◆ WORK TO BE COMPLETED ◆
Would you print the full listing word for word?

◆ DATA TO USE ◆
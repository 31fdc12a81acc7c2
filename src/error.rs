//! Error types for the caching layer

use thiserror::Error;

/// Storage backend errors.
///
/// Backends signal quota exhaustion through a dedicated kind so callers of
/// the [`crate::store::CacheStore`] interface never need to know which
/// backend is in use.
#[derive(Debug, Clone, Error)]
pub enum StoreError {
    #[error("storage quota exceeded: {message}")]
    QuotaExceeded { message: String },

    #[error("storage I/O error: {message}")]
    Io { message: String },

    #[error("storage serialization error: {message}")]
    Serialization { message: String },
}

impl StoreError {
    pub fn quota_exceeded(message: impl Into<String>) -> Self {
        Self::QuotaExceeded {
            message: message.into(),
        }
    }

    pub fn io(message: impl Into<String>) -> Self {
        Self::Io {
            message: message.into(),
        }
    }

    pub fn serialization(message: impl Into<String>) -> Self {
        Self::Serialization {
            message: message.into(),
        }
    }

    /// Returns true when the error is the quota-exhaustion kind that
    /// triggers eviction-and-retry.
    pub fn is_quota_exceeded(&self) -> bool {
        matches!(self, Self::QuotaExceeded { .. })
    }
}

impl From<std::io::Error> for StoreError {
    fn from(err: std::io::Error) -> Self {
        Self::io(err.to_string())
    }
}

/// Errors surfaced to callers of [`crate::client::CachedClient`].
///
/// The type is `Clone` because the outcome of a canonical request is
/// broadcast to every deduplicated waiter.
#[derive(Debug, Clone, Error)]
pub enum ClientCacheError {
    #[error("configuration error: {message}")]
    Configuration { message: String },

    #[error("http error: {message}")]
    Http { message: String },

    #[error("serialization error: {message}")]
    Serialization { message: String },

    #[error("request cancelled: {reason}")]
    Cancelled { reason: String },
}

impl ClientCacheError {
    pub fn configuration(message: impl Into<String>) -> Self {
        Self::Configuration {
            message: message.into(),
        }
    }

    pub fn http(message: impl Into<String>) -> Self {
        Self::Http {
            message: message.into(),
        }
    }

    pub fn serialization(message: impl Into<String>) -> Self {
        Self::Serialization {
            message: message.into(),
        }
    }

    pub fn cancelled(reason: impl Into<String>) -> Self {
        Self::Cancelled {
            reason: reason.into(),
        }
    }
}

impl From<reqwest::Error> for ClientCacheError {
    fn from(err: reqwest::Error) -> Self {
        Self::http(err.to_string())
    }
}

impl From<serde_json::Error> for ClientCacheError {
    fn from(err: serde_json::Error) -> Self {
        Self::serialization(err.to_string())
    }
}
//! Volatile in-memory backend using moka

use async_trait::async_trait;
use moka::future::Cache as MokaCache;

use crate::error::StoreError;

use super::backend::StorageBackend;

/// Process-lifetime storage with no quota.
///
/// Entries vanish on process exit. Expiry is handled by the store wrapper,
/// not by moka, so that stats and eviction see the same timestamps the
/// persistent backends do.
#[derive(Debug)]
pub struct MemoryBackend {
    cache: MokaCache<String, String>,
}

impl MemoryBackend {
    pub fn new() -> Self {
        Self {
            cache: MokaCache::builder().build(),
        }
    }
}

impl Default for MemoryBackend {
    fn default() -> Self {
        Self::new()
    }
}

#[async_trait]
impl StorageBackend for MemoryBackend {
    async fn read(&self, key: &str) -> Result<Option<String>, StoreError> {
        Ok(self.cache.get(key).await)
    }

    async fn write(&self, key: &str, value: &str) -> Result<(), StoreError> {
        self.cache.insert(key.to_string(), value.to_string()).await;
        Ok(())
    }

    async fn remove(&self, key: &str) -> Result<(), StoreError> {
        self.cache.remove(key).await;
        Ok(())
    }

    async fn keys(&self) -> Result<Vec<String>, StoreError> {
        self.cache.run_pending_tasks().await;
        Ok(self.cache.iter().map(|(k, _)| k.as_ref().clone()).collect())
    }
}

◆ PROBLEM SOLUTION ◆
repository 31fdc12a81acc7c2
filename src/error.rs
//! Error types for the caching layer

use thiserror::Error;

/// Storage backend errors.
///
/// Backends signal quota exhaustion through a dedicated kind so callers of
/// the [`crate::store::CacheStore`] interface never need to know which
/// backend is in use.
#[derive(Debug, Clone, Error)]
pub enum StoreError {
    #[error("storage quota exceeded: {message}")]
    QuotaExceeded { message: String },

    #[error("storage I/O error: {message}")]
    Io { message: String },

    #[error("storage serialization error: {message}")]
    Serialization { message: String },
}

impl StoreError {
    pub fn quota_exceeded(message: impl Into<String>) -> Self {
        Self::QuotaExceeded {
            message: message.into(),
        }
    }

    pub fn io(message: impl Into<String>) -> Self {
        Self::Io {
            message: message.into(),
        }
    }

    pub fn serialization(message: impl Into<String>) -> Self {
        Self::Serialization {
            message: message.into(),
        }
    }

    /// Returns true when the error is the quota-exhaustion kind that
    /// triggers eviction-and-retry.
    pub fn is_quota_exceeded(&self) -> bool {
        matches!(self, Self::QuotaExceeded { .. })
    }
}

impl From<std::io::Error> for StoreError {
    fn from(err: std::io::Error) -> Self {
        Self::io(err.to_string())
    }
}

/// Errors surfaced to callers of [`crate::client::CachedClient`].
///
/// The type is `Clone` because the outcome of a canonical request is
/// broadcast to every deduplicated waiter.
#[derive(Debug, Clone, Error)]
pub enum ClientCacheError {
    #[error("configuration error: {message}")]
    Configuration { message: String },

    #[error("http error: {message}")]
    Http { message: String },

    #[error("serialization error: {message}")]
    Serialization { message: String },

    #[error("request cancelled: {reason}")]
    Cancelled { reason: String },
}

impl ClientCacheError {
    pub fn configuration(message: impl Into<String>) -> Self {
        Self::Configuration {
            message: message.into(),
        }
    }

    pub fn http(message: impl Into<String>) -> Self {
        Self::Http {
            message: message.into(),
        }
    }

    pub fn serialization(message: impl Into<String>) -> Self {
        Self::Serialization {
            message: message.into(),
        }
    }

    pub fn cancelled(reason: impl Into<String>) -> Self {
        Self::Cancelled {
            reason: reason.into(),
        }
    }
}

impl From<reqwest::Error> for ClientCacheError {
    fn from(err: reqwest::Error) -> Self {
        Self::http(err.to_string())
    }
}

impl From<serde_json::Error> for ClientCacheError {
    fn from(err: serde_json::Error) -> Self {
        Self::serialization(err.to_string())
    }
}
//! Volatile in-memory backend using moka

use async_trait::async_trait;
use moka::future::Cache as MokaCache;

use crate::error::StoreError;

use super::backend::StorageBackend;

/// Process-lifetime storage with no quota.
///
/// Entries vanish on process exit. Expiry is handled by the store wrapper,
/// not by moka, so that stats and eviction see the same timestamps the
/// persistent backends do.
#[derive(Debug)]
pub struct MemoryBackend {
    cache: MokaCache<String, String>,
}

impl MemoryBackend {
    pub fn new() -> Self {
        Self {
            cache: MokaCache::builder().build(),
        }
    }
}

impl Default for MemoryBackend {
    fn default() -> Self {
        Self::new()
    }
}

#[async_trait]
impl StorageBackend for MemoryBackend {
    async fn read(&self, key: &str) -> Result<Option<String>, StoreError> {
        Ok(self.cache.get(key).await)
    }

    async fn write(&self, key: &str, value: &str) -> Result<(), StoreError> {
        self.cache.insert(key.to_string(), value.to_string()).await;
        Ok(())
    }

    async fn remove(&self, key: &str) -> Result<(), StoreError> {
        self.cache.remove(key).await;
        Ok(())
    }

    async fn keys(&self) -> Result<Vec<String>, StoreError> {
        self.cache.run_pending_tasks().await;
        Ok(self.cache.iter().map(|(k, _)| k.as_ref().clone()).collect())
    }
}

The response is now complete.